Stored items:
# # # # # # #
//! # Pairing Table
//!
//! Controller id → robot id. A controller appears at most once as a key;
//! several controllers may point at the same robot.
//!
//! The table only stores the mapping. Checking that the controller exists
//! and maintaining the robot's back-reference is done by the bridge.

use std::collections::HashMap;
use std::sync::{RwLock, RwLockReadGuard, RwLockWriteGuard};

#[derive(Debug, Default)]
pub struct PairingTable {
    pairs: RwLock<HashMap<String, String>>,
}

impl PairingTable {
    pub fn new() -> Self {
        Self::default()
    }

    fn read(&self) -> RwLockReadGuard<'_, HashMap<String, String>> {
        self.pairs.read().unwrap_or_else(|e| e.into_inner())
    }

    fn write(&self) -> RwLockWriteGuard<'_, HashMap<String, String>> {
        self.pairs.write().unwrap_or_else(|e| e.into_inner())
    }

    /// Pairs `controller_id` with `robot_id`, returning the robot it was
    /// previously paired with.
    pub fn pair(&self, controller_id: &str, robot_id: &str) -> Option<String> {
        self.write()
            .insert(controller_id.to_string(), robot_id.to_string())
    }

    /// Removes the pairing, returning the robot it pointed at.
    pub fn unpair(&self, controller_id: &str) -> Option<String> {
        self.write().remove(controller_id)
    }

    #[must_use]
    pub fn lookup(&self, controller_id: &str) -> Option<String> {
        self.read().get(controller_id).cloned()
    }

    /// Drops every pairing that targets `robot_id`. Returns the controllers
    /// that were unpaired.
    pub fn remove_robot(&self, robot_id: &str) -> Vec<String> {
        let mut pairs = self.write();
        let controllers: Vec<String> = pairs
            .iter()
            .filter(|(_, robot)| robot.as_str() == robot_id)
            .map(|(controller, _)| controller.clone())
            .collect();
        for controller in &controllers {
            pairs.remove(controller);
        }
        controllers
    }

    /// All pairings, sorted by controller id.
    #[must_use]
    pub fn all(&self) -> Vec<(String, String)> {
        let mut pairs: Vec<(String, String)> = self
            .read()
            .iter()
            .map(|(c, r)| (c.clone(), r.clone()))
            .collect();
        pairs.sort();
        pairs
    }

    #[must_use]
    pub fn len(&self) -> usize {
        self.read().len()
    }

    #[must_use]
    pub fn is_empty(&self) -> bool {
        self.read().is_empty()
    }
}

#[cfg(test)]
mod tests {
    use super::*;

    #[test]
    fn test_pair_and_lookup() {
        let table = PairingTable::new();
        assert_eq!(table.pair("pad_1", "R1"), None);
        assert_eq!(table.lookup("pad_1").as_deref(), Some("R1"));
        assert_eq!(table.lookup("pad_2"), None);
    }

    #[test]
    fn test_pair_overwrites() {
        let table = PairingTable::new();
        table.pair("pad_1", "R1");
        assert_eq!(table.pair("pad_1", "R2").as_deref(), Some("R1"));
        assert_eq!(table.lookup("pad_1").as_deref(), Some("R2"));
        assert_eq!(table.len(), 1);
    }

    #[test]
    fn test_pair_then_unpair() {
        let table = PairingTable::new();
        table.pair("pad_1", "R1");
        assert_eq!(table.unpair("pad_1").as_deref(), Some("R1"));
        assert_eq!(table.lookup("pad_1"), None);
        assert_eq!(table.unpair("pad_1"), None);
        assert!(table.is_empty());
    }

    #[test]
    fn test_many_controllers_one_robot() {
        let table = PairingTable::new();
        table.pair("pad_2", "R1");
        table.pair("pad_1", "R1");
        table.pair("pad_3", "R2");
        let mut removed = table.remove_robot("R1");
        removed.sort();
        assert_eq!(removed, vec!["pad_1", "pad_2"]);
        assert_eq!(table.all(), vec![("pad_3".to_string(), "R2".to_string())]);
    }

    #[test]
    fn test_concurrent_pairing() {
        use std::sync::Arc;
        use std::thread;

        let table = Arc::new(PairingTable::new());
        let handles: Vec<_> = (0..8)
            .map(|i| {
                let table = Arc::clone(&table);
                thread::spawn(move || {
                    for n in 0..100 {
                        let controller = format!("pad_{}", i);
                        table.pair(&controller, &format!("R{}", n));
                        let _ = table.lookup(&controller);
                    }
                })
            })
            .collect();
        for handle in handles {
            handle.join().unwrap();
        }

        assert_eq!(table.len(), 8);
        assert!(table.all().iter().all(|(_, robot)| robot == "R99"));
    }
}
//! # Robot Wire Protocol Module
//!
//! Encoding and decoding of everything that travels over UDP between the
//! bridge and the robot firmware.
//!
//! This module handles:
//! - The fixed 24-byte motion/stop packet (robot name + axis bytes + buttons)
//! - The `"<name>:<status>"` text protocol for match state and pings
//! - Discovery pings, legacy JSON registrations and emergency-stop tokens

pub mod packet;
pub mod message;

pub use message::{DiscoveryMessage, MatchState, RobotDescriptor, StatusMessage};
pub use packet::{CommandPacket, FaceButtons};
# # # # # # #
YOUR ASSIGNMENT:
So that nothing is lost, please reproduce each entry exactly as written.

TASK SOLUTION:
//! # Pairing Table
//!
//! Controller id → robot id. A controller appears at most once as a key;
//! several controllers may point at the same robot.
//!
//! The table only stores the mapping. Checking that the controller exists
//! and maintaining the robot's back-reference is done by the bridge.

use std::collections::HashMap;
use std::sync::{RwLock, RwLockReadGuard, RwLockWriteGuard};

#[derive(Debug, Default)]
pub struct PairingTable {
    pairs: RwLock<HashMap<String, String>>,
}

impl PairingTable {
    pub fn new() -> Self {
        Self::default()
    }

    fn read(&self) -> RwLockReadGuard<'_, HashMap<String, String>> {
        self.pairs.read().unwrap_or_else(|e| e.into_inner())
    }

    fn write(&self) -> RwLockWriteGuard<'_, HashMap<String, String>> {
        self.pairs.write().unwrap_or_else(|e| e.into_inner())
    }

    /// Pairs `controller_id` with `robot_id`, returning the robot it was
    /// previously paired with.
    pub fn pair(&self, controller_id: &str, robot_id: &str) -> Option<String> {
        self.write()
            .insert(controller_id.to_string(), robot_id.to_string())
    }

    /// Removes the pairing, returning the robot it pointed at.
    pub fn unpair(&self, controller_id: &str) -> Option<String> {
        self.write().remove(controller_id)
    }

    #[must_use]
    pub fn lookup(&self, controller_id: &str) -> Option<String> {
        self.read().get(controller_id).cloned()
    }

    /// Drops every pairing that targets `robot_id`. Returns the controllers
    /// that were unpaired.
    pub fn remove_robot(&self, robot_id: &str) -> Vec<String> {
        let mut pairs = self.write();
        let controllers: Vec<String> = pairs
            .iter()
            .filter(|(_, robot)| robot.as_str() == robot_id)
            .map(|(controller, _)| controller.clone())
            .collect();
        for controller in &controllers {
            pairs.remove(controller);
        }
        controllers
    }

    /// All pairings, sorted by controller id.
    #[must_use]
    pub fn all(&self) -> Vec<(String, String)> {
        let mut pairs: Vec<(String, String)> = self
            .read()
            .iter()
            .map(|(c, r)| (c.clone(), r.clone()))
            .collect();
        pairs.sort();
        pairs
    }

    #[must_use]
    pub fn len(&self) -> usize {
        self.read().len()
    }

    #[must_use]
    pub fn is_empty(&self) -> bool {
        self.read().is_empty()
    }
}

#[cfg(test)]
mod tests {
    use super::*;

    #[test]
    fn test_pair_and_lookup() {
        let table = PairingTable::new();
        assert_eq!(table.pair("pad_1", "R1"), None);
        assert_eq!(table.lookup("pad_1").as_deref(), Some("R1"));
        assert_eq!(table.lookup("pad_2"), None);
    }

    #[test]
    fn test_pair_overwrites() {
        let table = PairingTable::new();
        table.pair("pad_1", "R1");
        assert_eq!(table.pair("pad_1", "R2").as_deref(), Some("R1"));
        assert_eq!(table.lookup("pad_1").as_deref(), Some("R2"));
        assert_eq!(table.len(), 1);
    }

    #[test]
    fn test_pair_then_unpair() {
        let table = PairingTable::new();
        table.pair("pad_1", "R1");
        assert_eq!(table.unpair("pad_1").as_deref(), Some("R1"));
        assert_eq!(table.lookup("pad_1"), None);
        assert_eq!(table.unpair("pad_1"), None);
        assert!(table.is_empty());
    }

    #[test]
    fn test_many_controllers_one_robot() {
        let table = PairingTable::new();
        table.pair("pad_2", "R1");
        table.pair("pad_1", "R1");
        table.pair("pad_3", "R2");
        let mut removed = table.remove_robot("R1");
        removed.sort();
        assert_eq!(removed, vec!["pad_1", "pad_2"]);
        assert_eq!(table.all(), vec![("pad_3".to_string(), "R2".to_string())]);
    }

    #[test]
    fn test_concurrent_pairing() {
        use std::sync::Arc;
        use std::thread;

        let table = Arc::new(PairingTable::new());
        let handles: Vec<_> = (0..8)
            .map(|i| {
                let table = Arc::clone(&table);
                thread::spawn(move || {
                    for n in 0..100 {
                        let controller = format!("pad_{}", i);
                        table.pair(&controller, &format!("R{}", n));
                        let _ = table.lookup(&controller);
                    }
                })
            })
            .collect();
        for handle in handles {
            handle.join().unwrap();
        }

        assert_eq!(table.len(), 8);
        assert!(table.all().iter().all(|(_, robot)| robot == "R99"));
    }
}
//! # Robot Wire Protocol Module
//!
//! Encoding and decoding of everything that travels over UDP between the
//! bridge and the robot firmware.
//!
//! This module handles:
//! - The fixed 24-byte motion/stop packet (robot name + axis bytes + buttons)
//! - The `"<name>:<status>"` text protocol for match state and pings
//! - Discovery pings, legacy JSON registrations and emergency-stop tokens

pub mod packet;
pub mod message;

pub use message::{DiscoveryMessage, MatchState, RobotDescriptor, StatusMessage};
pub use packet::{CommandPacket, FaceButtons};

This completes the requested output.